*** Opening Study material ***

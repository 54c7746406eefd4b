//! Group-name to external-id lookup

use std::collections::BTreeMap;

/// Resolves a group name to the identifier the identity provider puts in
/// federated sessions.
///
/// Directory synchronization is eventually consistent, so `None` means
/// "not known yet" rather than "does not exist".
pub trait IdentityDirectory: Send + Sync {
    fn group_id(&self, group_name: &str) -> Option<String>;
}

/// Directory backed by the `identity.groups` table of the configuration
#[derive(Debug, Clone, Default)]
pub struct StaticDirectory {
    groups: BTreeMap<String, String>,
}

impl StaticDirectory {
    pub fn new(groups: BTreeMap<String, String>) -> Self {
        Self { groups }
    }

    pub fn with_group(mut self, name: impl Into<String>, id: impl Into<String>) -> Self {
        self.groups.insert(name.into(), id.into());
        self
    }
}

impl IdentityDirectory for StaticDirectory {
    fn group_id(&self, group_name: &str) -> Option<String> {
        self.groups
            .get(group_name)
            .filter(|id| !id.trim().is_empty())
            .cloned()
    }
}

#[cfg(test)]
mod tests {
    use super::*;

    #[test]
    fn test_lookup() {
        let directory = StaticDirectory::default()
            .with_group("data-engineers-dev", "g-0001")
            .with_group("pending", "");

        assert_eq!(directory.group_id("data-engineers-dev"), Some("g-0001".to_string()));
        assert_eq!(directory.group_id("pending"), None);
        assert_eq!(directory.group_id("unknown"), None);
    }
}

*** Closing Study material ***
*** Opening Study material ***

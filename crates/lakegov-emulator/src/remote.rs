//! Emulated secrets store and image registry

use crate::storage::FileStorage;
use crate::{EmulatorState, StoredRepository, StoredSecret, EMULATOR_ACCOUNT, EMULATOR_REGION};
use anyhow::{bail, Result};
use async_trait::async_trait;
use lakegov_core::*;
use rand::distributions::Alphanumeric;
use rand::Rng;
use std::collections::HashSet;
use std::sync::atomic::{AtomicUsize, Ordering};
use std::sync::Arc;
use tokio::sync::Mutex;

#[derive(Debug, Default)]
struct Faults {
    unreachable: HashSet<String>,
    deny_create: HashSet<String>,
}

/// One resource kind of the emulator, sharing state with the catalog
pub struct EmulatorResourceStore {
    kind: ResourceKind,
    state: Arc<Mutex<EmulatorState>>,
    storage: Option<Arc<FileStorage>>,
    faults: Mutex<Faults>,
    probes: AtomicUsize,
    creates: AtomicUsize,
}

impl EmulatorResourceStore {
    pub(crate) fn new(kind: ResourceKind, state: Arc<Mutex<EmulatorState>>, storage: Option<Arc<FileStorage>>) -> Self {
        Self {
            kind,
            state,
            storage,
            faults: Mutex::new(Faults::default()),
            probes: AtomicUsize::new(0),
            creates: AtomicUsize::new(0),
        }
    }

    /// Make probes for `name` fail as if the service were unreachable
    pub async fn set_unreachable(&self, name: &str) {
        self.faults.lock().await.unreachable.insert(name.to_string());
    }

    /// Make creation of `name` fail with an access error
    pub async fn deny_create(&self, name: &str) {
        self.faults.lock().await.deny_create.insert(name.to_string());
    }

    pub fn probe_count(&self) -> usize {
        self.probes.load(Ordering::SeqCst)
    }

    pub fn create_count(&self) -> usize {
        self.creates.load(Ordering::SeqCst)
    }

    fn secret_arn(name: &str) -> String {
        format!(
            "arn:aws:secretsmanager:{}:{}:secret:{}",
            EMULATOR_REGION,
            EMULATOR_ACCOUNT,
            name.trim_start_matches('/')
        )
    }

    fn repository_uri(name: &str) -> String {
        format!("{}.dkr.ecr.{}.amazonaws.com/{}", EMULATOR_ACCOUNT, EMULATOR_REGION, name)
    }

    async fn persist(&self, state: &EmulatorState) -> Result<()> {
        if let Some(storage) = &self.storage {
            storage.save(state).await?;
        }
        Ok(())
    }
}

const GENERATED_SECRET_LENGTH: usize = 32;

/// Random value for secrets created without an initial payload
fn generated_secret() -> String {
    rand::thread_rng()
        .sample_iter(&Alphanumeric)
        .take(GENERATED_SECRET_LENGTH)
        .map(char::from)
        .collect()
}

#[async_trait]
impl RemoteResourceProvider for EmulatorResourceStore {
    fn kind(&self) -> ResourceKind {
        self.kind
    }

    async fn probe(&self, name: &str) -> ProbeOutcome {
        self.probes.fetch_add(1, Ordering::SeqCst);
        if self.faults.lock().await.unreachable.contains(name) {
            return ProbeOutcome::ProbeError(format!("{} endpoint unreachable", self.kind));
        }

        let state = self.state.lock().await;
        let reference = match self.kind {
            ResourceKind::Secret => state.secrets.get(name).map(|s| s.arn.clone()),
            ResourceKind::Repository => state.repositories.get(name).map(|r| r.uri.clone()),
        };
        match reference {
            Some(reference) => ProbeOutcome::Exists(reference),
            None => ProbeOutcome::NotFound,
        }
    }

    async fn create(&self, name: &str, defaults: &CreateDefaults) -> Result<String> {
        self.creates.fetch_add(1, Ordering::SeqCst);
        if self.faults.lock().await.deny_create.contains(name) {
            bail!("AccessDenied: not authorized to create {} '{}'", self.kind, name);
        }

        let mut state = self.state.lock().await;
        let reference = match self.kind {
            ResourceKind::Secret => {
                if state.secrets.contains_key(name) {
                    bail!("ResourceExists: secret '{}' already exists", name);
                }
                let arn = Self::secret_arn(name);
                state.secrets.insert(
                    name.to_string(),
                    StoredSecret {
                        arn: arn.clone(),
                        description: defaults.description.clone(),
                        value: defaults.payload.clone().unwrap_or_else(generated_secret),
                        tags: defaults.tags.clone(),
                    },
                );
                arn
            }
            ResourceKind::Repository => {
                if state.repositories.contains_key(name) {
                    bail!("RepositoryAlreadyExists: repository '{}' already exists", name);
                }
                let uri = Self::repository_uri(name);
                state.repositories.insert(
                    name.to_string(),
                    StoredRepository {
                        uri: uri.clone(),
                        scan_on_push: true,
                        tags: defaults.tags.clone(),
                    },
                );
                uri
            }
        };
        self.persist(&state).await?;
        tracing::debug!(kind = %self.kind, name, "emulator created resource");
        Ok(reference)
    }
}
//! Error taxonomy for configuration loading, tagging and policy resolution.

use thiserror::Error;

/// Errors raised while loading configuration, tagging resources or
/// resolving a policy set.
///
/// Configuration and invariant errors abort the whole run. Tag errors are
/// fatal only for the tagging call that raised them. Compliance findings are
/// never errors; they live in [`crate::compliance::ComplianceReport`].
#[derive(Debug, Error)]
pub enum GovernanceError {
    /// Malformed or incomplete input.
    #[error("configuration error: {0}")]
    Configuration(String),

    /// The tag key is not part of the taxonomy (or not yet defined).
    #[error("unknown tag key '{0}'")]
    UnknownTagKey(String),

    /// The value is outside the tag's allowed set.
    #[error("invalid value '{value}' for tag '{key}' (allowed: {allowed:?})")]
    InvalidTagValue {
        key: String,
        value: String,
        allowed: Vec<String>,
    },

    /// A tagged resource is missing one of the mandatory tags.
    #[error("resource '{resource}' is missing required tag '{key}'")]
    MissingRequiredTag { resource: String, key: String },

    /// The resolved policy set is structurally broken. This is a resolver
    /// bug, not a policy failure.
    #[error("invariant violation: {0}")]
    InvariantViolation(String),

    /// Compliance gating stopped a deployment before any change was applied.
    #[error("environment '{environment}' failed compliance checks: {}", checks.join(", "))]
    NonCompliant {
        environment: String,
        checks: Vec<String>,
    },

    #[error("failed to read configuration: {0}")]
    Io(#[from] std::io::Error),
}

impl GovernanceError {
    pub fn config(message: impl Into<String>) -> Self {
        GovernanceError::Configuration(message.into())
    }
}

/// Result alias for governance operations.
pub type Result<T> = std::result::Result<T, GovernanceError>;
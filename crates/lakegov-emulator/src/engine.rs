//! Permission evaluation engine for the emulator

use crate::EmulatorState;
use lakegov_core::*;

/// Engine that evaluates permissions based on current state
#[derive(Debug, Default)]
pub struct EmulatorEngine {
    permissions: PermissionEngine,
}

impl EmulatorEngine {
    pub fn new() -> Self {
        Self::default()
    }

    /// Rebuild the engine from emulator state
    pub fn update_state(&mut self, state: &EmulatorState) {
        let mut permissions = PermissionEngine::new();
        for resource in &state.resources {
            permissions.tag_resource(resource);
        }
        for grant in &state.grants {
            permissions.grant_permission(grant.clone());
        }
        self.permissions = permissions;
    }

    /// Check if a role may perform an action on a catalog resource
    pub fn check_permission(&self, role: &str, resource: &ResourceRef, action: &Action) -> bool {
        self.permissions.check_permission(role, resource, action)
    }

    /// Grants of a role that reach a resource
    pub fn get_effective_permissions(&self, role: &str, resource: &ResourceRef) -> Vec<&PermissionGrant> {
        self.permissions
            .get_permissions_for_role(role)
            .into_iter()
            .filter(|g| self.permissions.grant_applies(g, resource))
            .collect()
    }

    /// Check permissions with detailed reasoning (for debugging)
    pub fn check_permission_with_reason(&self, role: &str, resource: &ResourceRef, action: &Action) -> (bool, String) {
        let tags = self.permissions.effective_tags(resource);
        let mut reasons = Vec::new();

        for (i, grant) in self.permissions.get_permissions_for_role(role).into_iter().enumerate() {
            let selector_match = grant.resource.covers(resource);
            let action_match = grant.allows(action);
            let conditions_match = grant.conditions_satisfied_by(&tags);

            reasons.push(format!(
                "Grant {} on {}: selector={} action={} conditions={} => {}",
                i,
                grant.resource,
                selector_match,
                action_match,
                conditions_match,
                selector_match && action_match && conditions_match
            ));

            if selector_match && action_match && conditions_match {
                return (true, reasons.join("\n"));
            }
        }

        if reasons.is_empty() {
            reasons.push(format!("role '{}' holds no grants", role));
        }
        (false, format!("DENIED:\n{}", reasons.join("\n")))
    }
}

*** Closing Study material ***

What you are asked to do => All that is wanted is the stretch of lines above from the one containing "for resource in" through the one containing "reasoning (for debugging)", duplicated exactly.

Worked solution =>
        for resource in &state.resources {
            permissions.tag_resource(resource);
        }
        for grant in &state.grants {
            permissions.grant_permission(grant.clone());
        }
        self.permissions = permissions;
    }

    /// Check if a role may perform an action on a catalog resource
    pub fn check_permission(&self, role: &str, resource: &ResourceRef, action: &Action) -> bool {
        self.permissions.check_permission(role, resource, action)
    }

    /// Grants of a role that reach a resource
    pub fn get_effective_permissions(&self, role: &str, resource: &ResourceRef) -> Vec<&PermissionGrant> {
        self.permissions
            .get_permissions_for_role(role)
            .into_iter()
            .filter(|g| self.permissions.grant_applies(g, resource))
            .collect()
    }

    /// Check permissions with detailed reasoning (for debugging)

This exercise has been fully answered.